BEGIN Material for this exercise
//! # jetlag-engine
//!
//! Deterministic jet-lag planning from a flight and a sleep schedule.
//!
//! Given departure and arrival timestamps with UTC offsets plus a habitual
//! bedtime and wake time, the engine validates the flight, estimates how
//! hard the adjustment will be, and produces a pre-travel sleep shift
//! schedule, in-flight sleep strategy and light-exposure advice. Plans can
//! be exported as iCalendar reminders.
//!
//! ## Modules
//!
//! - [`planner`] — the end-to-end computation and its tagged result
//! - [`flight`] — duration, shift, direction and plausibility checks
//! - [`severity`] — severity tier and recovery estimate
//! - [`adjustment`] — pre-travel adjustment window and daily schedule
//! - [`inflight`] — in-flight sleep strategy
//! - [`light`] — light-exposure advice
//! - [`commentary`] — informal remarks for unusual inputs
//! - [`calendar`] — iCalendar export
//! - [`presets`] — fixed-offset timezone presets for input forms
//! - [`offset`] — timestamp and UTC offset parsing
//! - [`schedule`] — sleep schedule and clock arithmetic
//! - [`options`] — planner configuration
//! - [`error`] — Error types

pub mod adjustment;
pub mod calendar;
pub mod commentary;
pub mod error;
pub mod flight;
mod format;
pub mod inflight;
pub mod light;
pub mod offset;
pub mod options;
pub mod planner;
pub mod presets;
pub mod schedule;
pub mod severity;

pub use calendar::{
    build_calendar_events, default_export_filename, export_calendar, export_calendar_with_options,
    CalendarEvent, CalendarOptions, CALENDAR_CONTENT_TYPE,
};
pub use error::PlannerError;
pub use flight::{Direction, FlightCategory, InvalidReason};
pub use offset::TimePoint;
pub use options::PlannerOptions;
pub use planner::{
    calculate_jet_lag, calculate_jet_lag_with_options, InvalidFlight, JetLagOutcome, JetLagPlan,
};
pub use presets::{compose_datetime, find_preset, TimezonePreset, TIMEZONE_PRESETS};
pub use schedule::SleepSchedule;
pub use severity::Severity;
END Material for this exercise
# Work to be completed
Retype the material above, line by line, exactly.

# Completed task
//! # jetlag-engine
//!
//! Deterministic jet-lag planning from a flight and a sleep schedule.
//!
//! Given departure and arrival timestamps with UTC offsets plus a habitual
//! bedtime and wake time, the engine validates the flight, estimates how
//! hard the adjustment will be, and produces a pre-travel sleep shift
//! schedule, in-flight sleep strategy and light-exposure advice. Plans can
//! be exported as iCalendar reminders.
//!
//! ## Modules
//!
//! - [`planner`] — the end-to-end computation and its tagged result
//! - [`flight`] — duration, shift, direction and plausibility checks
//! - [`severity`] — severity tier and recovery estimate
//! - [`adjustment`] — pre-travel adjustment window and daily schedule
//! - [`inflight`] — in-flight sleep strategy
//! - [`light`] — light-exposure advice
//! - [`commentary`] — informal remarks for unusual inputs
//! - [`calendar`] — iCalendar export
//! - [`presets`] — fixed-offset timezone presets for input forms
//! - [`offset`] — timestamp and UTC offset parsing
//! - [`schedule`] — sleep schedule and clock arithmetic
//! - [`options`] — planner configuration
//! - [`error`] — Error types

pub mod adjustment;
pub mod calendar;
pub mod commentary;
pub mod error;
pub mod flight;
mod format;
pub mod inflight;
pub mod light;
pub mod offset;
pub mod options;
pub mod planner;
pub mod presets;
pub mod schedule;
pub mod severity;

pub use calendar::{
    build_calendar_events, default_export_filename, export_calendar, export_calendar_with_options,
    CalendarEvent, CalendarOptions, CALENDAR_CONTENT_TYPE,
};
pub use error::PlannerError;
pub use flight::{Direction, FlightCategory, InvalidReason};
pub use offset::TimePoint;
pub use options::PlannerOptions;
pub use planner::{
    calculate_jet_lag, calculate_jet_lag_with_options, InvalidFlight, JetLagOutcome, JetLagPlan,
};
pub use presets::{compose_datetime, find_preset, TimezonePreset, TIMEZONE_PRESETS};
pub use schedule::SleepSchedule;
pub use severity::Severity;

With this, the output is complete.